While out scouring the airwaves and surfing the dialer board for blood donors – as not just a blood donor recruiter, but a Conversational Marketing Expert (CME) at Incept- one of the things I learned very quickly about donating blood was how it can save the lives of up to three people. At the very least, a unit of blood is enough to make the lives of three people who need it more comfortable.
Whenever I try to describe the amount of blood taken during a simple whole blood donation, I often compare it to a small juice box or carton of chocolate milk. I say that because, when first time donors think of giving blood, usually I can hear the apprehension in their voices as they give the impression that they are visualizing an enormous amount of blood is going to be taken. In reality, like I said above, it is just 500 milliliters of blood or, for comparison, just about the size of a small box of juice.
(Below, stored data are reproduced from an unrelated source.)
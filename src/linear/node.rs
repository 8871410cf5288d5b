use std::fmt::{self, Formatter};

use bytemuck::{Pod, Zeroable};
use std::fmt::Debug;

/// A compiled octree node. repr(C), Pod, 8 bytes.
///
/// The children of a node always occupy a block of 8 consecutive slots starting at
/// `index + child_offset`, one per octant, whether or not the octant is occupied.
/// Octant bits: bit0 = x, bit1 = y, bit2 = z (1 = upper half).
#[derive(Clone, Copy, Default, PartialEq, Eq, Pod, Zeroable)]
#[repr(C)]
pub struct CompiledNode {
    /// Bit `i` is set if octant `i` is occupied.
    pub child_mask: u8,
    /// Bit `i` is set if octant `i` is a leaf. Always a subset of `child_mask`.
    pub leaf_mask: u8,
    pub _pad: u16,
    /// Distance from this node's slot to the first slot of its child block.
    /// Only meaningful if `child_mask != 0`, in which case it is greater than 0.
    pub child_offset: u32,
}

impl Debug for CompiledNode {
    fn fmt(&self, f: &mut Formatter<'_>) -> fmt::Result {
        f.debug_struct("CompiledNode")
            .field("child_mask", &format!("{:#010b}", &self.child_mask))
            .field("leaf_mask", &format!("{:#010b}", &self.leaf_mask))
            .field("child_offset", &self.child_offset)
            .finish()
    }
}

impl CompiledNode {
    #[inline(always)]
    pub fn has_children(&self) -> bool {
        self.child_mask != 0
    }

    #[inline(always)]
    pub fn has_child(&self, octant: u32) -> bool {
        self.child_mask & (1 << octant) != 0
    }

    #[inline(always)]
    pub fn is_leaf(&self, octant: u32) -> bool {
        self.leaf_mask & (1 << octant) != 0
    }

    /// Slot of the child in `octant`, given this node's own slot.
    /// Wraps on overflow, a corrupt offset then just points outside of the array.
    #[inline(always)]
    pub fn child_index(&self, node_index: u32, octant: u32) -> u32 {
        node_index.wrapping_add(self.child_offset).wrapping_add(octant)
    }
}
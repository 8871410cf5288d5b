use glam::*;
use lsvo::{
    cell::{CellType, Texture},
    sparse::SparseOctree,
    OctreeParams,
};

fn main() {
    // Build a tiny scene: a floor and a single mirror voxel floating above it.
    let mut octree = SparseOctree::from_params(&OctreeParams::tiny_build()).unwrap();
    let side = octree.side();
    for x in 0..side {
        for z in 0..side {
            octree.set_cell(CellType::Solid, Texture::Grass, x, 0, z);
        }
    }
    octree.set_cell(CellType::Mirror, Texture::White, 8, 8, 8);

    // Flatten the build tree into the traversal array.
    let compiled = octree.compile();
    println!(
        "{} slots ({} bytes), {} leaves",
        compiled.nodes.len(),
        compiled.node_bytes().len(),
        compiled.stats().leaf_count
    );

    // Cast a ray from a corner of the volume towards the mirror voxel.
    let origin = vec3a(1.0, 1.5, 1.0);
    let hit = compiled.cast_ray(origin, vec3a(8.5, 8.5, 8.5) - origin);
    if let Some(cell) = hit.cell {
        println!(
            "Hit {:?} {:?} voxel {} at distance {}, normal {}",
            cell.kind, cell.texture, hit.voxel, hit.distance, hit.normal
        );
    } else {
        println!("Miss");
    }

    // Looking straight down always finds the floor.
    let hit = compiled.cast_ray(vec3a(3.5, 15.0, 3.5), Vec3A::NEG_Y);
    println!("Floor at voxel {} after {} steps", hit.voxel, hit.complexity);

    // Uncomment to dump the whole tree.
    // compiled.print_tree();
}
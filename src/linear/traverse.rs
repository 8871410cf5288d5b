//! Ray traversal of a [`CompiledOctree`].
//!
//! Iterative and allocation free, following "Efficient Sparse Voxel Octrees" (Laine & Karras 2010).
//! The octree is placed at `[1, 2)^3`, where every voxel boundary is exactly representable and the
//! mantissa bits of a position encode the octant path down to it. Axes along which the ray moves in
//! the positive direction are mirrored so that traversal always walks towards smaller coordinates;
//! the result is un-mirrored once at the end.
//!
//! The common ancestor lookup on pop reads the position of the highest set bit out of the exponent
//! of an `f32` and rebuilds cube sizes from raw exponent bits. This depends on the IEEE-754 binary32
//! layout: 1 sign bit, 8 exponent bits with a bias of 127, and 23 mantissa bits.

use glam::{UVec3, Vec3A};

use crate::{
    linear::CompiledOctree,
    ray::{clamp_magnitude, HitPoint, Ray},
    scalestack::ScaleStack,
    LodParams, PerComponent,
};

/// Maximum scale, the number of mantissa bits of an `f32`.
pub const S_MAX: u32 = 23;

/// Components of the normalized ray direction with a smaller magnitude are clamped to this, `2^-23`.
/// Over a distance `t` the clamped ray drifts by at most `t * 2^-23`, below the precision of an
/// `f32` position at that distance.
pub const EPSILON: f32 = 1.0 / (1u32 << S_MAX) as f32;

/// One entry per scale, so a traversal can never run out of stack.
pub const TRAVERSAL_STACK_SIZE: usize = S_MAX as usize + 1;

/// Position of the highest set bit of `bits`, read from the exponent of its float conversion.
/// Exact for values below `2^24`. Returns a value above `S_MAX` for 0.
#[inline(always)]
pub fn highest_set_bit(bits: u32) -> u32 {
    ((bits as f32).to_bits() >> 23).wrapping_sub(127)
}

/// Side length in `[1, 2)` space of a cube at `scale`, i.e. `2^(scale - S_MAX)`.
#[inline(always)]
pub fn cube_size(scale: u32) -> f32 {
    debug_assert!(scale <= S_MAX);
    f32::from_bits((scale + 127 - S_MAX) << 23)
}

impl CompiledOctree {
    /// Cast a ray from `origin` in `direction` (does not need to be normalized), without level of detail.
    /// Coordinates are in cells, the octree spans `[0, side)^3`.
    #[inline(always)]
    pub fn cast_ray(&self, origin: Vec3A, direction: Vec3A) -> HitPoint {
        self.traverse(&Ray::new_inf(origin, direction), LodParams::NONE)
    }

    /// Cast a ray, stopping at the first voxel whose size is below the projected footprint
    /// `t * size_coef + size_bias`.
    #[inline(always)]
    pub fn cast_ray_lod(
        &self,
        origin: Vec3A,
        direction: Vec3A,
        size_coef: f32,
        size_bias: f32,
    ) -> HitPoint {
        self.traverse(
            &Ray::new_inf(origin, direction),
            LodParams::new(size_coef, size_bias),
        )
    }

    /// Cast a batch of rays. `hits[i]` receives the result for `rays[i]`.
    /// Uses rayon if the `parallel` feature is enabled.
    pub fn cast_rays(&self, rays: &[Ray], lod: LodParams, hits: &mut [HitPoint]) {
        crate::scope!("cast_rays");
        assert_eq!(rays.len(), hits.len());

        #[cfg(feature = "parallel")]
        {
            use rayon::iter::{
                IndexedParallelIterator, IntoParallelRefIterator, IntoParallelRefMutIterator,
                ParallelIterator,
            };
            hits.par_iter_mut()
                .zip(rays.par_iter())
                .for_each(|(hit, ray)| *hit = self.traverse(ray, lod));
        }
        #[cfg(not(feature = "parallel"))]
        {
            hits.iter_mut()
                .zip(rays.iter())
                .for_each(|(hit, ray)| *hit = self.traverse(ray, lod));
        }
    }

    /// Find the first occupied voxel along `ray` within `[ray.tmin, ray.tmax]`.
    ///
    /// Never panics and never allocates. A miss leaves `cell` as `None`. A structurally broken node
    /// array also results in a miss, since the loop is bounded by the scale range.
    pub fn traverse(&self, ray: &Ray, lod: LodParams) -> HitPoint {
        let mut hit = HitPoint::none();

        let Some(root) = self.nodes.first() else {
            return hit;
        };
        if !root.has_children() {
            return hit;
        }

        let side = self.side() as f32;

        // Map into [1, 2)^3. Dividing the direction by side too keeps t in world units. The clamp
        // happens before the division so that it bends the ray by the same amount at every depth.
        let origin = Vec3A::ONE + ray.origin / side;
        let direction: Vec3A = ray.direction.per_comp(|d: f32| clamp_magnitude(d, EPSILON));
        let direction = direction / side;

        // Plane crossing times are t = p * t_coef - t_bias.
        let t_coef = -1.0 / direction.abs();
        let mut t_bias = t_coef * origin;

        // Mirror every axis with a positive direction: p -> 3 - p.
        let mut octant_mask = 0u32;
        for axis in 0..3 {
            if direction[axis] > 0.0 {
                octant_mask |= 1 << axis;
                t_bias[axis] = 3.0 * t_coef[axis] - t_bias[axis];
            }
        }

        // Active span against the root cube.
        let t_entry = 2.0 * t_coef - t_bias;
        let mut t_min = t_entry.max_element().max(ray.tmin);
        let mut t_max = (t_coef - t_bias).min_element().min(ray.tmax);
        if t_min > t_max || t_min.is_nan() || t_max.is_nan() {
            return hit;
        }

        let mut parent = 0u32;
        let mut idx = 0u32;
        let mut pos = Vec3A::ONE;
        let mut scale = S_MAX - 1;
        let mut scale_exp2 = 0.5f32;
        let target_scale = S_MAX - self.max_depth;

        let t_center = 1.5 * t_coef - t_bias;
        for axis in 0..3 {
            if t_center[axis] > t_min {
                idx ^= 1 << axis;
                pos[axis] = 1.5;
            }
        }

        let mut stack = ScaleStack::<TRAVERSAL_STACK_SIZE>::default();
        stack.write(scale as usize, parent, t_max);
        // Exit time of the last descent. Pushing is skipped when a child exits together with its parent.
        let mut h = t_max;
        let mut last_step_mask = 0u32;
        let mut hit_slot = None;

        while scale < S_MAX {
            hit.complexity += 1;

            let Some(node) = self.nodes.get(parent as usize) else {
                break;
            };

            let t_corner = pos * t_coef - t_bias;
            let tc_max = t_corner.min_element();

            let octant = idx ^ octant_mask;
            if node.has_child(octant) && t_min <= t_max {
                let child_index = node.child_index(parent, octant);

                // The voxel is smaller than the footprint: report it without descending.
                if tc_max * lod.size_coef + lod.size_bias >= scale_exp2 * side {
                    hit_slot = Some(child_index);
                    break;
                }

                // INTERSECT
                let tv_max = t_max.min(tc_max);
                let half = scale_exp2 * 0.5;
                let t_center = half * t_coef + t_corner;

                if t_min <= tv_max {
                    if node.is_leaf(octant) {
                        hit_slot = Some(child_index);
                        break;
                    }

                    // Inner node at leaf scale, the node array is malformed.
                    if scale <= target_scale {
                        break;
                    }

                    // PUSH
                    if tc_max < h {
                        stack.write(scale as usize, parent, t_max);
                    }
                    h = tc_max;

                    parent = child_index;
                    idx = 0;
                    scale -= 1;
                    scale_exp2 = half;

                    for axis in 0..3 {
                        if t_center[axis] > t_min {
                            idx ^= 1 << axis;
                            pos[axis] += scale_exp2;
                        }
                    }

                    t_max = tv_max;
                    continue;
                }
            }

            // ADVANCE
            let mut step_mask = 0u32;
            for axis in 0..3 {
                if t_corner[axis] <= tc_max {
                    step_mask ^= 1 << axis;
                    pos[axis] -= scale_exp2;
                }
            }

            t_min = tc_max;
            idx ^= step_mask;
            last_step_mask = step_mask;

            // The flipped bits disagree with the ray direction: we left the parent.
            if idx & step_mask != 0 {
                // POP
                // The highest bit that differs between the old and new position gives the scale
                // of the common ancestor.
                let mut differing_bits = 0u32;
                for axis in 0..3 {
                    if step_mask & (1 << axis) != 0 {
                        differing_bits |= pos[axis].to_bits() ^ (pos[axis] + scale_exp2).to_bits();
                    }
                }
                scale = highest_set_bit(differing_bits);
                if scale >= S_MAX {
                    // Left the root.
                    break;
                }
                scale_exp2 = cube_size(scale);

                let entry = stack.read(scale as usize);
                parent = entry.parent;
                t_max = entry.t_max;

                // Round the position down to the cube at the restored scale.
                let shifted: UVec3 = pos.per_comp(|p: f32| p.to_bits() >> scale);
                pos = (shifted << scale).per_comp(f32::from_bits);
                idx = (shifted.x & 1) | ((shifted.y & 1) << 1) | ((shifted.z & 1) << 2);

                h = 0.0;
            }
        }

        let Some(slot) = hit_slot else {
            return hit;
        };
        let Some(cell) = self.cells.get(slot as usize).copied() else {
            return hit;
        };

        // Plane times of the hit voxel's entry corner. All of them lie at or before t_min.
        let t_voxel_entry = (pos + scale_exp2) * t_coef - t_bias;

        // Undo the mirroring.
        for axis in 0..3 {
            if octant_mask & (1 << axis) != 0 {
                pos[axis] = 3.0 - scale_exp2 - pos[axis];
            }
        }

        let voxel_size = scale_exp2 * side;
        let voxel_min = (pos - Vec3A::ONE) * side;

        hit.cell = Some(cell);
        hit.node_index = slot;
        hit.distance = t_min;
        hit.position = ray.at(t_min);
        hit.voxel = voxel_min.as_uvec3();
        hit.voxel_size = voxel_size as u32;

        // Never stepped: use the face of the hit voxel through which the ray's line enters it. If the
        // origin is inside the voxel, that face lies behind the origin.
        let axis = if last_step_mask != 0 {
            last_step_mask.trailing_zeros() as usize
        } else {
            let t = t_voxel_entry.max_element();
            (0..3).find(|&axis| t_voxel_entry[axis] == t).unwrap_or(0)
        };
        hit.normal[axis] = -direction[axis].signum();

        let local = ((hit.position - voxel_min) / voxel_size).clamp(Vec3A::ZERO, Vec3A::ONE);
        hit.voxel_coord = match axis {
            0 => glam::vec2(1.0 - local.z, local.y),
            1 => glam::vec2(local.x, local.z),
            _ => glam::vec2(local.x, local.y),
        };

        hit
    }
}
What is stopping you from donating?
Even though donating blood can consist of taking time out of a day off from work, donating blood between classes, driving to the donor center and many other small steps before an actual donation takes place, the thing that last on beyond all those steps is the fact that someone is being helped as a final result of all the efforts made.
A whole blood donation is quite possibly one of the easiest blood donations one can do. It is called a whole blood donation because every part of the blood is taken and nothing is initially divided or separated during the donation process, you literally are donating it in whole form. When it comes to red cells from that donation, those can go to help people who are going through surgeries or victims of trauma situations, as a red blood cell’s main function is to transport oxygen from the lungs to cells all throughout our bodies via our blood stream. The plasma that is donated can also go to a wide variety of patient needs. Plasma-derived therapies create treatments for a range of rare and oftentimes genetic-based diseases, including hemophilia, primary immunodeficiency, and alpha-1 antitrypsin deficiency, as well as other medical conditions such as burns and electrical shock. When it comes to platelets, patients who need them most are generally undergoing chemotherapy or an organ transplant and have weakened immune systems and aren’t able to fight the illness as adequately.Platelets‘ (also called white blood cells) main objective is to take out foreign germs, viruses and other infections that can cause sickness. That is why when they receive platelets in the form of therapeutic treatments their lives really are improving because someone donated.
The above are just a few examples of how one simple whole blood donation and a little less than an hour of time can drastically improve the life of someone. When it comes to supporting blood donations I think I’m going to start bringing back the mantra:
If you haven’t donated – or it has been a while – what’s stopping you?